## What the task requires
In the listing below, the lines starting with the line with "pub fn with_catalog(catalog: IdentityCatalog)" and going on through the line with "a catalog entry." are to be reproduced exactly, and only those.

[Start of Attachment]

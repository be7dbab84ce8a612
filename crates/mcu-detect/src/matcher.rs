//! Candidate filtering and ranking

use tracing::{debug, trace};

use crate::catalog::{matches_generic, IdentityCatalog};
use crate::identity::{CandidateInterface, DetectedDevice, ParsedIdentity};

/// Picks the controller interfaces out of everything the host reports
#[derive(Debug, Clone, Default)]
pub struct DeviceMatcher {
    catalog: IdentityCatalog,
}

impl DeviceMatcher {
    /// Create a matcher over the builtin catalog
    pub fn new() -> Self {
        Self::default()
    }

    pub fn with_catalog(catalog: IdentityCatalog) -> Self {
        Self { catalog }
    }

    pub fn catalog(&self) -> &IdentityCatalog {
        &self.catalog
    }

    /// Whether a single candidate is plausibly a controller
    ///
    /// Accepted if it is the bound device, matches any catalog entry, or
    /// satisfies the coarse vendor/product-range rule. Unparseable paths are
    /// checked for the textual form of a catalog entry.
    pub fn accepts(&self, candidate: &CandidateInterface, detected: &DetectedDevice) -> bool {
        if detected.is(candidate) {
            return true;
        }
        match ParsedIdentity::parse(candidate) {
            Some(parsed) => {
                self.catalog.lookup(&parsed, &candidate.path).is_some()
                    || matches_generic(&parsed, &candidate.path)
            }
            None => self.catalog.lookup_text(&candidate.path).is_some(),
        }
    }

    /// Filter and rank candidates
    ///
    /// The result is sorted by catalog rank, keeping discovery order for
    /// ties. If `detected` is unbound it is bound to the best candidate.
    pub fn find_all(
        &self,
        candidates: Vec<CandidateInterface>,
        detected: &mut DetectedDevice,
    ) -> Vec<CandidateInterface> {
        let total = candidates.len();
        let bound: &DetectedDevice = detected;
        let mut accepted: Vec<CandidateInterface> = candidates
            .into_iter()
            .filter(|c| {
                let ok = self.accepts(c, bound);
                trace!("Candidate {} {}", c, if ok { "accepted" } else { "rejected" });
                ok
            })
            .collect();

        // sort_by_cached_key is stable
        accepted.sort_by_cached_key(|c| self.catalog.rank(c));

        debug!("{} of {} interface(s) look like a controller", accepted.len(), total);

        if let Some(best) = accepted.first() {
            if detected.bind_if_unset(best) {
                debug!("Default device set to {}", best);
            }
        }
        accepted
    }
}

[End of Attachment]
[Start of Attachment]

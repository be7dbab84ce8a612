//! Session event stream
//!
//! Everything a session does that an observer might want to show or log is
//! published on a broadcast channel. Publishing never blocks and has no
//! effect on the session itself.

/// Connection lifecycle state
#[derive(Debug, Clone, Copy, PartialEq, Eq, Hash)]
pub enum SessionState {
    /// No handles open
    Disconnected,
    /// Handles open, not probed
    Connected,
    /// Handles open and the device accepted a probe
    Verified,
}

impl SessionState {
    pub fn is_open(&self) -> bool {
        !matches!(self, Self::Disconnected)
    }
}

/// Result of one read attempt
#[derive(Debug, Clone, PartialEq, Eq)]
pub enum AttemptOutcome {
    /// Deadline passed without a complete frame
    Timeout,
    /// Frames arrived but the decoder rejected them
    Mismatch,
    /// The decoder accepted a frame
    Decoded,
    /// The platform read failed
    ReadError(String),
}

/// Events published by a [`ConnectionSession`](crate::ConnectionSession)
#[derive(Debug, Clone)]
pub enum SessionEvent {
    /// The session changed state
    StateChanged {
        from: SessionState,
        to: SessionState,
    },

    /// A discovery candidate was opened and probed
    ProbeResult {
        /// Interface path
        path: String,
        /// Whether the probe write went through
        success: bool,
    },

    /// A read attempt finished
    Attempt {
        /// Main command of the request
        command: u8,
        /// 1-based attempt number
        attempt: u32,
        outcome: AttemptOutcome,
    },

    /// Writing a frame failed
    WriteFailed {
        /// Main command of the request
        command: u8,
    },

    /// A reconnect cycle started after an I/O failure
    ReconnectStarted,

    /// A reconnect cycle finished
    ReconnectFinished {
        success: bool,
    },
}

[End of Attachment]

## Answer below
    pub fn with_catalog(catalog: IdentityCatalog) -> Self {
        Self { catalog }
    }

    pub fn catalog(&self) -> &IdentityCatalog {
        &self.catalog
    }

    /// Whether a single candidate is plausibly a controller
    ///
    /// Accepted if it is the bound device, matches any catalog entry, or
    /// satisfies the coarse vendor/product-range rule. Unparseable paths are
    /// checked for the textual form of a catalog entry.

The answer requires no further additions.